When I lived in Johannesburg in 2002 the bread was abysmal.  Lots of white sliced and I cannot recall a decent baker.  I know that baking at altitude poses some challenges, but the are not insurmountable, and I could only conclude that the Johannesburgers has become used to white sliced bread in a bag – like so much of the world.

It was with interest, therefore, that I learned about the emerging bread Cape Town just in time for my visit there.  The relaxing holiday turned into a Bread Safari and I visited and talked to most good bakers and learned a little bit about the South African bread culture, old and new.  Let’s start with old…

Both the Xhosa and the Zulu make something called Steamed Bread, Steamed Dumpling Bread, Imbiza, or Amadombolo.  This is a levened bread made without an oven – as in many rural areas and poor urban areas there are no ovens.  I am guessing this bread is rather puddingy in texture, but I will have to revert back and let you know once I have had time to try it out.  (Alternative:  you try it out and let me know).  The recipe, which was given to me by Alicia Giliomee the incredibly talented chef at Vergelegen Wine Estate,  is here.

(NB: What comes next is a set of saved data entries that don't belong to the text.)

#[cfg(test)]
mod tests {
    use super::*;
    use crate::rules::Length;
    use proptest::prelude::*;

    fn none() -> Extras {
        Extras::default()
    }

    fn typed(field_type: FieldType) -> Rule {
        Rule::new().of_type(field_type)
    }

    #[test]
    fn test_alpha_validator() {
        let rule = typed(FieldType::Alpha);
        assert!(alpha_validator(Some("John"), &rule, true, &none()));
        assert!(!alpha_validator(Some("John1"), &rule, true, &none()));
        assert!(!alpha_validator(Some("John Doe"), &rule, true, &none()));
        assert!(!alpha_validator(Some(""), &rule, true, &none()));
        assert!(!alpha_validator(None, &rule, true, &none()));

        let rule = rule.allow_whitespace(true);
        assert!(alpha_validator(Some("John Doe"), &rule, true, &none()));
    }

    #[test]
    fn test_alnum_length_boundaries() {
        let rule = typed(FieldType::Alnum).length(Length::between(4, 5));
        assert!(alnum_validator(Some("John"), &rule, true, &none()));
        assert!(alnum_validator(Some("John5"), &rule, true, &none()));
        assert!(!alnum_validator(Some("Tom"), &rule, true, &none()));
        assert!(!alnum_validator(Some("Andrew"), &rule, true, &none()));
    }

    #[test]
    fn test_match_case() {
        let rule = typed(FieldType::Alpha).match_case(true);
        assert!(!alpha_validator(Some("john"), &rule, true, &none()));
        assert!(alpha_validator(Some("JOHN"), &rule, true, &none()));
    }

    #[test]
    fn test_ascii_text_validator() {
        let rule = typed(FieldType::Ascii);
        assert!(ascii_text_validator(Some("Hello, world! #1"), &rule, true, &none()));
        assert!(!ascii_text_validator(Some("héllo"), &rule, true, &none()));

        let rule = typed(FieldType::Text).length(Length::Max(3));
        assert!(ascii_text_validator(Some("a b"), &rule, true, &none()));
        assert!(!ascii_text_validator(Some("a b c"), &rule, true, &none()));
    }

    #[test]
    fn test_number_validator() {
        let rule = typed(FieldType::Number).length(Length::min(7));
        assert!(number_validator(Some("1234567"), &rule, true, &none()));
        assert!(!number_validator(Some("123456"), &rule, true, &none()));
        assert!(!number_validator(Some("123 4567"), &rule, true, &none()));

        let rule = rule.allow_whitespace(true);
        assert!(number_validator(Some("123 4567"), &rule, true, &none()));
    }

    #[test]
    fn test_length_validator() {
        assert!(length_validator(Some("anything @ all"), &Rule::new(), true, &none()));

        let rule = Rule::new().length(Length::Max(5));
        assert!(length_validator(Some(""), &rule, true, &none()));
        assert!(length_validator(Some("a.b_c"), &rule, true, &none()));
        assert!(!length_validator(Some("abcdef"), &rule, true, &none()));
    }

    #[test]
    fn test_email_validator() {
        let rule = typed(FieldType::Email);
        assert!(email_validator(Some("john-doe@doe-family.com"), &rule, true, &none()));
        assert!(!email_validator(Some("john-doe"), &rule, true, &none()));
        assert!(!email_validator(Some("a@b@c.com"), &rule, true, &none()));
        assert!(!email_validator(Some("john@"), &rule, true, &none()));
        assert!(!email_validator(None, &rule, true, &none()));
    }

    #[test]
    fn test_email_validator_uses_extras_limits() {
        let rule = typed(FieldType::Email);
        let address = format!("{}@example.com", "a".repeat(40));
        assert!(email_validator(Some(&address), &rule, true, &none()));

        let strict = Extras {
            limits: Limits::strict(),
            ..Extras::default()
        };
        assert!(!email_validator(Some(&address), &rule, true, &strict));
    }

    #[test]
    fn test_email_structural_limits() {
        let limits = Limits::default();
        let long_local = format!("{}@example.com", "a".repeat(65));
        assert!(!is_valid_email(&long_local, &limits));
        let ok_local = format!("{}@example.com", "a".repeat(64));
        assert!(is_valid_email(&ok_local, &limits));

        let long_label = format!("john@{}.com", "a".repeat(64));
        assert!(!is_valid_email(&long_label, &limits));

        assert!(!is_valid_email(&ok_local, &Limits::strict()));
    }

    #[test]
    fn test_required_validator() {
        let rule = Rule::new().required(true);
        assert!(required_validator(Some("x"), &rule, true, &none()));
        assert!(!required_validator(Some(""), &rule, true, &none()));
        assert!(!required_validator(None, &rule, true, &none()));
        assert!(required_validator(None, &Rule::new(), true, &none()));
    }

    #[test]
    fn test_required_checkbox() {
        let rule = Rule::new().required(true).of_type(FieldType::Checkbox);
        let checked = Extras {
            checked: Some(true),
            ..Extras::default()
        };
        let unchecked = Extras {
            checked: Some(false),
            ..Extras::default()
        };

        assert!(required_validator(Some("on"), &rule, true, &checked));
        assert!(!required_validator(Some("yes"), &rule, true, &checked));
        assert!(!required_validator(Some("on"), &rule, true, &unchecked));
        assert!(!required_validator(Some("on"), &rule, true, &none()));
    }

    #[test]
    fn test_regex_validator() {
        let rule = Rule::new().regex(r"^\d{3}-\d{4}$").unwrap();
        assert!(regex_validator(Some("555-1234"), &rule, true, &none()));
        assert!(!regex_validator(Some("5551234"), &rule, true, &none()));
        assert!(!regex_validator(None, &rule, true, &none()));
        assert!(regex_validator(Some("anything"), &Rule::new(), true, &none()));

        let rule = Rule::new().pattern(Regex::new("^a*$").unwrap());
        assert!(regex_validator(None, &rule, true, &none()));
    }

    #[test]
    fn test_applies_to_picks_one_type_validator() {
        let rule = Rule::new()
            .required(true)
            .of_type(FieldType::Email)
            .length(Length::Max(10))
            .regex("@").unwrap();
        let chain: Vec<_> = BUILTIN_VALIDATORS
            .iter()
            .filter(|v| v.applies_to(&rule))
            .map(|v| v.key())
            .collect();
        assert_eq!(chain, vec!["required", "email", "regex"]);

        let rule = Rule::new().length(Length::Max(10));
        let chain: Vec<_> = BUILTIN_VALIDATORS
            .iter()
            .filter(|v| v.applies_to(&rule))
            .map(|v| v.key())
            .collect();
        assert_eq!(chain, vec!["length"]);
    }

    #[test]
    fn test_from_key() {
        assert_eq!(BuiltinValidator::from_key("email"), Some(BuiltinValidator::Email));
        assert_eq!(BuiltinValidator::from_key("ascii"), Some(BuiltinValidator::AsciiText));
        assert_eq!(BuiltinValidator::from_key("zip"), None);
    }

    proptest! {
        #[test]
        fn prop_type_validators_bypass_without_type(value in proptest::option::of(".*")) {
            let rule = Rule::new();
            let value = value.as_deref();
            for validator in [
                BuiltinValidator::Alpha,
                BuiltinValidator::Alnum,
                BuiltinValidator::AsciiText,
                BuiltinValidator::Email,
                BuiltinValidator::Number,
            ] {
                prop_assert!(validator.validate(value, &rule, false, &Extras::default()));
            }
        }

        #[test]
        fn prop_type_validators_bypass_on_other_type(value in "[a-z0-9@.]{0,12}") {
            let rule = Rule::new().of_type(FieldType::Checkbox);
            prop_assert!(alpha_validator(Some(&value), &rule, true, &Extras::default()));
            prop_assert!(email_validator(Some(&value), &rule, true, &Extras::default()));
            prop_assert!(number_validator(Some(&value), &rule, true, &Extras::default()));
        }

        #[test]
        fn prop_alnum_length_window(len in 0usize..12) {
            let rule = Rule::new().of_type(FieldType::Alnum).length(Length::between(4, 5));
            let value = "a".repeat(len);
            let expected = (4..=5).contains(&len);
            prop_assert_eq!(alnum_validator(Some(&value), &rule, true, &Extras::default()), expected);
        }
    }
}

Meanwhile, here is a charming representation of the recipe on an embroidered tea towel that is displayed in the District Six museum.  The lady who works there has told me to let her know when I am coming back so she can make me some to try.  This is a very living bread.

Bread in africa
Recipe for steamed bread - from the District Six museum

More on the Bread Safari tomorrow:   Cape Town bakers awake!  Stellenbosch rocks!  Kalk Bay a la Francais!

Bread in Stellenbosch
Oude Bank Bakkerej, Stellenbosch
The Crew at Jason Bakery
Bakeries in Kalk Bay good bread in Kalk Bay
C'est la vie in Kalk Bay


2 thoughts on “What kind of bread do they eat in South Africa?”

  1. I was fortunate to get a family recipe from a woman we visited in Swakopmund, Namibia. Her bread calls for brown bread flour. In America I cannot find this. What is it and is there a substitute?

    1. Dear Diane, where are you living? In the UK you can get stong brown bread flour (which in the UK is a blend of whole and white wheat) which is the same thing as brown bread flour. You can also get strong whole meal flour in the UK. In the US, I am not sure. I know you can get white “bread” flour which is strong (for bread) but I don’t know if you can get brown or whole meal bread flour. If in the US I would use 50% strong (white) bread flour and 50% whole wheat flour if you cannot get strong brown or whole meal. Does that make any sense at all???